Understanding Software Supply Chain Risks
image credit: © Artur Szczybylo | Dreamstime.com
- Apr 27, 2020 10:32 pm GMTApr 27, 2020 10:31 pm GMT
- 753 views
This item is part of the Cybersecurity - Special Issue - 04/2020, click here for more
The material presented in this article represents the accumulation of knowledge and experiences gathered over 18 months of development and testing, performed during the creation of Reliable Energy Analytics LLC (REA) Software Assurance Guardian Point Man™ (SAG-PM™) Supply Chain verification software. On April 6th the North American Electric Reliability Corporation (NERC) filed a request with the Federal Energy Regulatory Commission (FERC) to extend the deadline date for compliance with FERC Order 850 (Supply Chain Regulations) until October 1, 2020. REA fully supports NERC’s petition to delay implementation of the FERC Order 850 effective date until October 1, 2020, for the following reasons:
- Key components needed to effectively verify supply chain vendor integrity for proper business practices are still under development. The North American Transmission Forum (NATF) is leading an industry initiative to define key components, such as standard vendor questionnaires intended to provide responsible entities with the information needed to verify vendors, using standard terms and semantics. A draft version of the questionnaire is scheduled for release in May, 2020. However, many implementation details remain unanswered, for example: How will vendors make their standardized responses available to customers and prospective customers; Will a common database, similar to NAESB’s EIR be available to search for vendor responses?

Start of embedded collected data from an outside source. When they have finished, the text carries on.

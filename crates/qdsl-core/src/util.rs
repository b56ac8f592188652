//! Small helpers shared across the validator and the path resolver.

/// Levenshtein edit distance between two strings, case-insensitive.
pub fn edit_distance(a: &str, b: &str) -> usize {
    let a: Vec<char> = a.to_lowercase().chars().collect();
    let b: Vec<char> = b.to_lowercase().chars().collect();
    let (n, m) = (a.len(), b.len());

    let mut row: Vec<usize> = (0..=m).collect();
    for i in 1..=n {
        let mut prev_diag = row[0];
        row[0] = i;
        for j in 1..=m {
            let tmp = row[j];
            row[j] = if a[i - 1] == b[j - 1] {
                prev_diag
            } else {
                1 + prev_diag.min(row[j]).min(row[j - 1])
            };
            prev_diag = tmp;
        }
    }
    row[m]
}

/// The closest candidate to `target` within `max_distance`, or `None` if
/// nothing qualifies. Ties are broken by the order `candidates` is given.
pub fn closest_match<'a>(
    target: &str,
    candidates: impl IntoIterator<Item = &'a str>,
    max_distance: usize,
) -> Option<&'a str> {
    candidates
        .into_iter()
        .map(|c| (c, edit_distance(target, c)))
        .filter(|(_, d)| *d <= max_distance)
        .min_by_key(|(_, d)| *d)
        .map(|(c, _)| c)
}

#[cfg(test)]
mod tests {
    use super::*;

    #[test]
    fn test_edit_distance_identical() {
        assert_eq!(edit_distance("eq", "eq"), 0);
    }

    #[test]
    fn test_edit_distance_one_substitution() {
        assert_eq!(edit_distance("equals", "equals"), 0);
        assert_eq!(edit_distance("eq", "eo"), 1);
    }

    #[test]
    fn test_closest_match_finds_within_threshold() {
        let candidates = ["eq", "neq", "gt", "gte", "in"];
        assert_eq!(closest_match("eqq", candidates, 2), Some("eq"));
    }

    #[test]
    fn test_closest_match_respects_threshold() {
        let candidates = ["fts", "fts_phrase"];
        assert_eq!(closest_match("equals", candidates, 2), None);
    }
}
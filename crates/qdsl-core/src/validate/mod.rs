//! The validator (§4.C): structural checks plus operator resolution.
//!
//! Validation runs before path resolution and is parameterized by the
//! effective backend's permitted operator set, so the same AST can be
//! valid against the memory backend and invalid against SQL (or vice
//! versa) depending on which operators it uses.

use crate::ast::{Condition, Group, GroupOp, Node, Query, Value};
use crate::error::ValidationError;
use crate::operator::{Arity, Backend, OperatorSet, OperatorTag, ValueKind};
use crate::util::closest_match;

/// Validate `query` against `permitted` (the operator set for `backend`,
/// the chosen backend), `max_depth` (the configured nesting limit), and
/// `edit_distance_threshold` (how fuzzy a "did you mean" suggestion on an
/// unknown operator is allowed to be).
///
/// Returns the first violation found, in a fixed pre-order walk: a query
/// with several problems always reports the same one first, run to run.
///
/// `limit`/`offset` are never cross-checked against each other here: a
/// zero limit and an unbounded query with a nonzero offset are both
/// valid paging requests (§4.B), so the only failure mode left to the
/// evaluators is an out-of-range page, not a malformed one.
pub fn validate(
    query: &Query,
    permitted: &OperatorSet,
    backend: Backend,
    max_depth: u32,
    edit_distance_threshold: usize,
) -> Result<(), ValidationError> {
    let depth = query.depth();
    if depth > max_depth {
        return Err(ValidationError::DepthExceeded {
            actual: depth,
            max: max_depth,
        });
    }

    for group in &query.groups {
        validate_group(group, permitted, backend, edit_distance_threshold)?;
    }
    Ok(())
}

fn validate_group(
    group: &Group,
    permitted: &OperatorSet,
    backend: Backend,
    edit_distance_threshold: usize,
) -> Result<(), ValidationError> {
    if group.children.is_empty() {
        return Err(ValidationError::EmptyGroup);
    }
    if group.op == GroupOp::Not && group.children.len() != 1 {
        return Err(ValidationError::InvalidNot {
            arity: group.children.len(),
        });
    }
    for child in &group.children {
        match child {
            Node::Group(g) => validate_group(g, permitted, backend, edit_distance_threshold)?,
            Node::Condition(c) => validate_condition(c, permitted, backend, edit_distance_threshold)?,
        }
    }
    Ok(())
}

fn validate_condition(
    condition: &Condition,
    permitted: &OperatorSet,
    backend: Backend,
    edit_distance_threshold: usize,
) -> Result<(), ValidationError> {
    let tag = match OperatorTag::from_str_opt(&condition.operator) {
        Some(tag) => tag,
        None => {
            let suggestion = closest_match(
                &condition.operator,
                permitted.iter().map(OperatorTag::as_str),
                edit_distance_threshold,
            )
            .map(str::to_string);
            return Err(ValidationError::UnknownOperator {
                operator: condition.operator.clone(),
                suggestion,
            });
        }
    };

    if !permitted.contains(tag) {
        return Err(ValidationError::OperatorNotSupportedByBackend {
            operator: tag.as_str().to_string(),
            backend: backend.as_str().to_string(),
        });
    }

    let info = tag.info();
    match (info.arity, &condition.value) {
        (Arity::Unary, Some(v)) => {
            return Err(ValidationError::ValueShapeMismatch {
                operator: tag.as_str().to_string(),
                expected: describe_kind(ValueKind::None).to_string(),
                got: v.kind().to_string(),
            });
        }
        (Arity::Unary, None) => {}
        (Arity::Binary | Arity::NAry, None) => {
            return Err(ValidationError::ValueShapeMismatch {
                operator: tag.as_str().to_string(),
                expected: describe_kind(info.value_kind).to_string(),
                got: "none".to_string(),
            });
        }
        (Arity::Binary | Arity::NAry, Some(v)) => {
            if !value_matches_kind(v, info.value_kind) {
                return Err(ValidationError::ValueShapeMismatch {
                    operator: tag.as_str().to_string(),
                    expected: describe_kind(info.value_kind).to_string(),
                    got: v.kind().to_string(),
                });
            }
        }
    }

    Ok(())
}

fn value_matches_kind(value: &Value, kind: ValueKind) -> bool {
    match kind {
        ValueKind::None => value.is_null(),
        ValueKind::Scalar => matches!(
            value,
            Value::Null
                | Value::Bool(_)
                | Value::Int(_)
                | Value::Real(_)
                | Value::String(_)
                | Value::Timestamp(_)
        ),
        ValueKind::Pattern | ValueKind::TokenString => matches!(value, Value::String(_)),
        ValueKind::List => matches!(value, Value::List(_)),
        ValueKind::RangePair => matches!(value, Value::Between(_, _)),
        ValueKind::Geometry => matches!(value, Value::Geometry(_)),
        ValueKind::Bbox => matches!(value, Value::Bbox(_)),
        ValueKind::DwithinPair => matches!(value, Value::DWithin { .. }),
        ValueKind::Json => matches!(value, Value::Json(_)),
    }
}

fn describe_kind(kind: ValueKind) -> &'static str {
    match kind {
        ValueKind::None => "none",
        ValueKind::Scalar => "scalar",
        ValueKind::Pattern => "pattern string",
        ValueKind::TokenString => "token string",
        ValueKind::List => "list",
        ValueKind::RangePair => "range pair",
        ValueKind::Geometry => "geometry",
        ValueKind::Bbox => "bbox",
        ValueKind::DwithinPair => "dwithin pair",
        ValueKind::Json => "json",
    }
}
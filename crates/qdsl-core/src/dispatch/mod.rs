//! The dispatcher (§4.I): the crate's single entry point, wiring
//! validation, path resolution, and the matching evaluator together
//! behind one call.
//!
//! There is no runtime sniffing of "what kind of source is this" — the
//! caller already knows whether it holds an in-memory collection or a
//! database connection, so it picks `search_memory`/`search_sql`
//! accordingly. What the dispatcher does own is restricting the
//! validator's permitted operator set to the chosen backend before a
//! single condition is evaluated, so a `fts` condition against the
//! memory backend fails validation rather than reaching the evaluator.

use futures::{Stream, StreamExt};

use qdsl_sql::QualifiedIdentifier;

use crate::ast::Query;
use crate::config::QdslConfig;
use crate::error::Error;
use crate::memory::{self, Record};
use crate::operator::{Backend, OperatorSet};
use crate::resolve::hooks::HookRegistry;
use crate::resolve::Resolver;
use crate::schema::SchemaIntrospector;
use crate::sql::{self, SqlExecutor};
use crate::validate::validate;

/// Wires the engine's stages together under one configuration.
pub struct Dispatcher {
    config: QdslConfig,
}

impl Dispatcher {
    pub fn new(config: QdslConfig) -> Self {
        Self { config }
    }

    pub fn config(&self) -> &QdslConfig {
        &self.config
    }

    fn validate_for(&self, query: &Query, backend: Backend) -> Result<(), Error> {
        let permitted = OperatorSet::for_backend(backend);
        validate(
            query,
            &permitted,
            backend,
            self.config.max_depth,
            self.config.edit_distance_threshold as usize,
        )?;
        Ok(())
    }

    /// Validate and evaluate `query` against an in-memory collection.
    pub fn search_memory<'r, R: Record>(
        &self,
        query: &Query,
        records: &'r [R],
    ) -> Result<Vec<&'r R>, Error> {
        self.validate_for(query, Backend::Memory)?;
        Ok(memory::evaluate(query, records)?)
    }

    /// Validate and stream-evaluate `query` against a record stream.
    pub fn search_memory_stream<R>(
        &self,
        query: Query,
        records: impl Stream<Item = R> + Send + 'static,
    ) -> Result<impl Stream<Item = Result<R, Error>> + Send, Error>
    where
        R: Record + Clone + Send + Sync + 'static,
    {
        self.validate_for(&query, Backend::Memory)?;
        let stream_order_buffer = self.config.stream_order_buffer;
        Ok(memory::evaluate_stream(query, records, stream_order_buffer).map(|r| r.map_err(Error::from)))
    }

    /// Validate, translate, and run `query` against a SQL backend.
    /// `root_relation` is the query's starting model; `table` is where
    /// that model lives in the database.
    pub async fn search_sql<S: SchemaIntrospector + Sync>(
        &self,
        query: &Query,
        schema: &S,
        hooks: &HookRegistry,
        root_relation: impl Into<String>,
        table: &QualifiedIdentifier,
        executor: &dyn SqlExecutor,
    ) -> Result<Vec<serde_json::Value>, Error> {
        self.validate_for(query, Backend::Sql)?;
        let resolver = Resolver::new(schema, hooks, &self.config, root_relation);
        Ok(sql::search(
            query,
            resolver,
            table,
            self.config.default_fts_language.as_deref(),
            executor,
        )
        .await?)
    }

    /// The streaming counterpart of [`Dispatcher::search_sql`].
    pub async fn search_sql_stream<S: SchemaIntrospector + Sync>(
        &self,
        query: &Query,
        schema: &S,
        hooks: &HookRegistry,
        root_relation: impl Into<String>,
        table: &QualifiedIdentifier,
        executor: &dyn SqlExecutor,
    ) -> Result<
        std::pin::Pin<Box<dyn Stream<Item = Result<serde_json::Value, Error>> + Send>>,
        Error,
    > {
        self.validate_for(query, Backend::Sql)?;
        let resolver = Resolver::new(schema, hooks, &self.config, root_relation);
        let stream = sql::search_stream(
            query,
            resolver,
            table,
            self.config.default_fts_language.as_deref(),
            executor,
        )
        .await?;
        Ok(Box::pin(stream.map(|r| r.map_err(Error::from))))
    }
}

#[cfg(test)]
mod tests {
    use super::*;
    use crate::ast::{Condition, DottedPath, Group, GroupOp, Node, Value};
    use crate::error::ValidationError;
    use serde_json::json;

    fn cond(field: &str, op: &str, value: Option<Value>) -> Node {
        Node::Condition(Condition::new(DottedPath::parse(field).unwrap(), op, value))
    }

    #[test]
    fn test_search_memory_filters() {
        let dispatcher = Dispatcher::new(QdslConfig::default());
        let records = vec![json!({"status": "active"}), json!({"status": "closed"})];
        let query = Query {
            groups: vec![Group::new(
                GroupOp::And,
                vec![cond("status", "=", Some(Value::String("active".into())))],
            )],
            limit: None,
            offset: None,
            order_by: vec![],
        };
        let result = dispatcher.search_memory(&query, &records).unwrap();
        assert_eq!(result.len(), 1);
    }

    #[test]
    fn test_search_memory_rejects_sql_only_operator() {
        let dispatcher = Dispatcher::new(QdslConfig::default());
        let records = vec![json!({"body": "hello world"})];
        let query = Query {
            groups: vec![Group::new(
                GroupOp::And,
                vec![cond("body", "fts", Some(Value::String("hello".into())))],
            )],
            limit: None,
            offset: None,
            order_by: vec![],
        };
        let err = dispatcher.search_memory(&query, &records).unwrap_err();
        assert!(matches!(
            err,
            Error::Validation(ValidationError::OperatorNotSupportedByBackend { .. })
        ));
    }

    #[tokio::test]
    async fn test_search_memory_stream_filters() {
        let dispatcher = Dispatcher::new(QdslConfig::default());
        let records = vec![json!({"status": "active"}), json!({"status": "closed"})];
        let query = Query {
            groups: vec![Group::new(
                GroupOp::And,
                vec![cond("status", "=", Some(Value::String("active".into())))],
            )],
            limit: None,
            offset: None,
            order_by: vec![],
        };
        let source = tokio_stream::iter(records);
        let mut out = Box::pin(dispatcher.search_memory_stream(query, source).unwrap());
        let mut collected = Vec::new();
        while let Some(item) = out.next().await {
            collected.push(item.unwrap());
        }
        assert_eq!(collected.len(), 1);
    }

    #[tokio::test]
    async fn test_search_sql_translates_and_executes() {
        use crate::schema::StaticSchema;
        use async_trait::async_trait;
        use qdsl_sql::SqlFragment;

        struct RecordingExecutor;

        #[async_trait]
        impl SqlExecutor for RecordingExecutor {
            async fn execute_all(
                &self,
                fragment: SqlFragment,
            ) -> Result<Vec<serde_json::Value>, crate::error::BackendError> {
                Ok(vec![json!({"sql": fragment.sql()})])
            }

            async fn execute_stream(
                &self,
                _fragment: SqlFragment,
            ) -> Result<
                std::pin::Pin<
                    Box<
                        dyn Stream<Item = Result<serde_json::Value, crate::error::BackendError>>
                            + Send,
                    >,
                >,
                crate::error::BackendError,
            > {
                unimplemented!()
            }
        }

        let dispatcher = Dispatcher::new(QdslConfig::default());
        let schema = StaticSchema::new().with_columns("orders", vec!["id".into(), "total".into()]);
        let hooks = HookRegistry::new();
        let table = QualifiedIdentifier::unqualified("orders");
        let query = Query {
            groups: vec![Group::new(
                GroupOp::And,
                vec![cond("total", ">", Some(Value::Int(10)))],
            )],
            limit: None,
            offset: None,
            order_by: vec![],
        };

        let rows = dispatcher
            .search_sql(&query, &schema, &hooks, "orders", &table, &RecordingExecutor)
            .await
            .unwrap();
        assert_eq!(rows.len(), 1);
        assert!(rows[0]["sql"].as_str().unwrap().contains("\"orders\".\"total\" > $1"));
    }
}
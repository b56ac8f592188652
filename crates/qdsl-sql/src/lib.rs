//! Parameterized SQL fragment builder for the qdsl query engine.
//!
//! Provides a safe way to construct read-only SQL queries without string
//! concatenation: every scalar value flows through a `$N` placeholder and
//! a side `Vec<SqlParam>`, never through the SQL text itself.

mod builder;
mod expr;
pub mod identifier;
mod param;
mod select;

pub use builder::{SqlBuilder, SqlFragment};
pub use expr::{Expr, NullsOrder, OrderDirection, OrderExpr};
pub use identifier::{escape_ident, from_qi, quote_literal, QualifiedIdentifier};
pub use param::SqlParam;
pub use select::SelectBuilder;

/// Prelude for common imports.
pub mod prelude {
    pub use super::{
        escape_ident, from_qi, quote_literal, Expr, OrderExpr, SelectBuilder, SqlBuilder,
        SqlFragment, SqlParam,
    };
}
#[cfg(test)]
mod tests {
    use super::*;
    use crate::ast::{Condition, DottedPath, GroupOp};
    use crate::config::QdslConfig;
    use crate::resolve::hooks::HookRegistry;
    use crate::schema::{RelationDescriptor, StaticSchema};

    fn cond(field: &str, op: &str, value: Option<Value>) -> Node {
        Node::Condition(Condition::new(DottedPath::parse(field).unwrap(), op, value))
    }

    fn schema() -> StaticSchema {
        StaticSchema::new()
            .with_columns("orders", vec!["id".into(), "user_id".into(), "total".into()])
            .with_columns("users", vec!["id".into(), "name".into()])
            .with_columns("line_items", vec!["id".into(), "order_id".into(), "quantity".into()])
            .with_relation(
                "orders",
                "user",
                RelationDescriptor {
                    foreign_relation: "users".into(),
                    is_self: false,
                    join_columns: vec![("user_id".into(), "id".into())],
                    to_one: true,
                },
            )
            .with_relation(
                "orders",
                "line_items",
                RelationDescriptor {
                    foreign_relation: "line_items".into(),
                    is_self: false,
                    join_columns: vec![("id".into(), "order_id".into())],
                    to_one: false,
                },
            )
    }

    #[test]
    fn test_value_to_param_scalars() {
        assert_eq!(value_to_param(&Value::Int(5)).unwrap(), SqlParam::Int(5));
        assert_eq!(
            value_to_param(&Value::String("x".into())).unwrap(),
            SqlParam::Text("x".into())
        );
        assert!(value_to_param(&Value::List(vec![])).is_err());
    }

    #[test]
    fn test_geometry_to_geojson_point() {
        let point = GeoGeometry::Point(geo_types::Point::new(1.0, 2.0));
        let json = geometry_to_geojson(&point).unwrap();
        assert_eq!(json["type"], "Point");
        assert_eq!(json["coordinates"], serde_json::json!([1.0, 2.0]));
    }

    #[tokio::test]
    async fn test_translate_simple_eq() {
        let schema = schema();
        let hooks = HookRegistry::new();
        let config = QdslConfig::default();
        let resolver = Resolver::new(&schema, &hooks, &config, "orders");
        let query = Query {
            groups: vec![Group::new(
                GroupOp::And,
                vec![cond("total", ">", Some(Value::Int(100)))],
            )],
            limit: Some(10),
            offset: Some(0),
            order_by: vec![],
        };
        let table = QualifiedIdentifier::new("public", "orders");
        let sql = translate(&query, resolver, &table, None).await.unwrap();
        assert!(sql.sql().contains("\"orders\".\"total\" > $1"));
        assert!(sql.sql().contains("LIMIT 10"));
        assert!(sql.sql().contains("OFFSET 0"));
    }

    #[tokio::test]
    async fn test_translate_joins_to_one_relation_as_inner() {
        let schema = schema();
        let hooks = HookRegistry::new();
        let config = QdslConfig::default();
        let resolver = Resolver::new(&schema, &hooks, &config, "orders");
        let query = Query {
            groups: vec![Group::new(
                GroupOp::And,
                vec![cond("user.name", "=", Some(Value::String("Ada".into())))],
            )],
            limit: None,
            offset: None,
            order_by: vec![],
        };
        let table = QualifiedIdentifier::unqualified("orders");
        let sql = translate(&query, resolver, &table, None).await.unwrap();
        assert!(sql.sql().contains("INNER JOIN \"users\" AS \"users_1\""));
        assert!(sql.sql().contains("\"users_1\".\"name\" = $1"));
    }

    #[tokio::test]
    async fn test_translate_joins_to_many_relation_as_left() {
        let schema = schema();
        let hooks = HookRegistry::new();
        let config = QdslConfig::default();
        let resolver = Resolver::new(&schema, &hooks, &config, "orders");
        let query = Query {
            groups: vec![Group::new(
                GroupOp::And,
                vec![cond("line_items.quantity", ">", Some(Value::Int(1)))],
            )],
            limit: None,
            offset: None,
            order_by: vec![],
        };
        let table = QualifiedIdentifier::unqualified("orders");
        let sql = translate(&query, resolver, &table, None).await.unwrap();
        assert!(sql.sql().contains("LEFT JOIN \"line_items\" AS \"line_items_1\""));
        assert!(sql.sql().contains("\"line_items_1\".\"quantity\" > $1"));
    }

    #[tokio::test]
    async fn test_translate_contains_builds_wrapped_like_pattern() {
        let schema = schema();
        let hooks = HookRegistry::new();
        let config = QdslConfig::default();
        let resolver = Resolver::new(&schema, &hooks, &config, "orders");
        let query = Query {
            groups: vec![Group::new(
                GroupOp::And,
                vec![cond("id", "icontains", Some(Value::String("50%".into())))],
            )],
            limit: None,
            offset: None,
            order_by: vec![],
        };
        let table = QualifiedIdentifier::unqualified("orders");
        let sql = translate(&query, resolver, &table, None).await.unwrap();
        assert!(sql.sql().contains("ILIKE"));
        assert_eq!(sql.params()[0], SqlParam::Text("%50\\%%".to_string()));
    }

    #[tokio::test]
    async fn test_translate_all_uses_contained_by() {
        let schema = schema();
        let hooks = HookRegistry::new();
        let config = QdslConfig::default();
        let resolver = Resolver::new(&schema, &hooks, &config, "orders");
        let query = Query {
            groups: vec![Group::new(
                GroupOp::And,
                vec![cond(
                    "total",
                    "all",
                    Some(Value::List(vec![Value::Int(1), Value::Int(2)])),
                )],
            )],
            limit: None,
            offset: None,
            order_by: vec![],
        };
        let table = QualifiedIdentifier::unqualified("orders");
        let sql = translate(&query, resolver, &table, None).await.unwrap();
        // field-set <= value-set reads as "column is contained by the value array".
        assert!(sql.sql().contains("\"orders\".\"total\" <@ $1"));
    }

    #[tokio::test]
    async fn test_translate_not_group_negates() {
        let schema = schema();
        let hooks = HookRegistry::new();
        let config = QdslConfig::default();
        let resolver = Resolver::new(&schema, &hooks, &config, "orders");
        let query = Query {
            groups: vec![Group::new(
                GroupOp::Not,
                vec![cond("total", "=", Some(Value::Int(0)))],
            )],
            limit: None,
            offset: None,
            order_by: vec![],
        };
        let table = QualifiedIdentifier::unqualified("orders");
        let sql = translate(&query, resolver, &table, None).await.unwrap();
        assert!(sql.sql().contains("NOT ("));
    }

    #[tokio::test]
    async fn test_translate_order_by_desc() {
        let schema = schema();
        let hooks = HookRegistry::new();
        let config = QdslConfig::default();
        let resolver = Resolver::new(&schema, &hooks, &config, "orders");
        let query = Query {
            groups: vec![],
            limit: None,
            offset: None,
            order_by: vec![crate::ast::OrderKey::desc(DottedPath::parse("total").unwrap())],
        };
        let table = QualifiedIdentifier::unqualified("orders");
        let sql = translate(&query, resolver, &table, None).await.unwrap();
        assert!(sql.sql().contains("ORDER BY \"orders\".\"total\" DESC"));
    }

    struct RecentOrdersHook;

    #[async_trait::async_trait]
    impl crate::resolve::hooks::ResolutionHook for RecentOrdersHook {
        async fn resolve(
            &self,
            ctx: &mut crate::resolve::hooks::ResolutionContext<'_>,
        ) -> Option<crate::resolve::hooks::HookResult> {
            if ctx.attribute_name != "is_recent" {
                return None;
            }
            let mut fragment = SqlFragment::raw(format!("{}.created_at > now() - ", ctx.parent_alias));
            fragment.push_param("7 days".to_string());
            fragment.push("::interval");
            Some(crate::resolve::hooks::HookResult::CustomPredicate { fragment })
        }
    }

    #[tokio::test]
    async fn test_translate_splices_custom_predicate_from_hook() {
        let schema = schema();
        let mut hooks = HookRegistry::new();
        hooks.register(Box::new(RecentOrdersHook));
        let config = QdslConfig::default();
        let resolver = Resolver::new(&schema, &hooks, &config, "orders");
        let query = Query {
            groups: vec![Group::new(
                GroupOp::And,
                vec![cond("is_recent", "=", Some(Value::Bool(true)))],
            )],
            limit: None,
            offset: None,
            order_by: vec![],
        };
        let table = QualifiedIdentifier::unqualified("orders");
        let sql = translate(&query, resolver, &table, None).await.unwrap();
        assert!(sql.sql().contains("orders.created_at > now() - $1::interval"));
        assert_eq!(sql.params()[0], SqlParam::Text("7 days".to_string()));
    }
}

- Some BES responsible entities are still working on their Supply Chain Risk Management plans and many lack a standardized method/best practice to perform software verification, in accordance with CIP-010-3 R1 part 1.6 and record a standardized proof of evidence. Many smaller companies lacking critical cybersecurity skillsets are especially vulnerable to harm from malicious software, i.e. ransomware, until such time that they adopt and implement appropriate controls to verify software integrity and authenticity.
- Currently, there are no proof of evidence standards leaving the decision of what information to record as proof of verification open to each Company’s own discretion. This lack of a standard proof of evidence will make it difficult for NERC and FERC auditing personnel to determine if adequate and effective controls are in place to secure the BES from harmful software and illegitimate, or compromised, vendors. Lack of a defined standard for proof of evidence leaves open the possibility for ambiguities that make compliance auditing difficult. A defined standard for proof of evidence would benefit both auditors and responsible entities in knowing what information is needed, for CIP-010-3 R1, Part 1.6 compliance and, more importantly, to know that adequate and effective protection controls are being followed.
- 18 months of software development and extensive testing of REA’s Software Assurance Guardian Point Man™ (SAG-PM™) software has identified numerous, and sometimes surprising, risks in the software supply chain, including, but not limited to:
- Suspect source locations where software objects are made available for customer download. Some locations lack digital certificates that are needed to verify the entity providing access to a software object. Some locations are using digital certificates from Certification Authorities that perform no identify vetting. Some digital certificates failed TLS/SSL verification, raising doubts over the integrity and authenticity of a site. Self-signed Digital Certificates provide a veil of trust that may not be warranted, affecting the trustworthiness of a download location and its provider.
- Numerous test cases have revealed the presence of BLACKLISTED IP addresses that exist in the route used to acquire and download a software object, raising concerns over man-in-the-middle attacks. Several test cases have identified IP addresses that exist outside the United States, providing hostile nations an opportunity to inflict harm.
- Varying levels of meta-information contained within a software object make it difficult to ascertain the original software developer, product names, versions, and inherent risks that exist in a software object, if it were to be installed in a critical system.
- Real SAG-PM test cases have identified software objects using digital signatures that are being reported as valid, but have been created using expired Digital Certificates, some as far back as 2014. Upon further introspection, these same software objects were also found to contain trojan vulnerabilities that could bring harm to the BES. Software containing valid digital signatures alone are an insufficient control at protecting against harm to the BES.
- Lack of a standard vendor questionnaire and response that is needed to ascertain a trustworthiness score for vendors within the supply chain. Additionally, there is no standard mechanism to make these vendor responses available to interested parties.
- Vulnerability search results from well-known vulnerability databases have shown a poor sign/noise ratio, making it difficult to determine if a known vulnerability is applicable to a given software object and version. More specific vulnerability search criteria and a structured response, i.e. JSON or XML, would help.
In summary, these are just a few of the issues that have been identified over an 18-month period during which SAG-PM software development and testing procedures were underway. Many Companies, especially smaller Companies, that lack access to the level of cybersecurity skill sets needed to manually perform effective, risk-based analysis security controls. These Companies could benefit from having access to best practices for software supply chain risk analysis, like those implemented in SAG-PM, in order to make a risk-based decision to install, or not install, a software object in a BES critical system.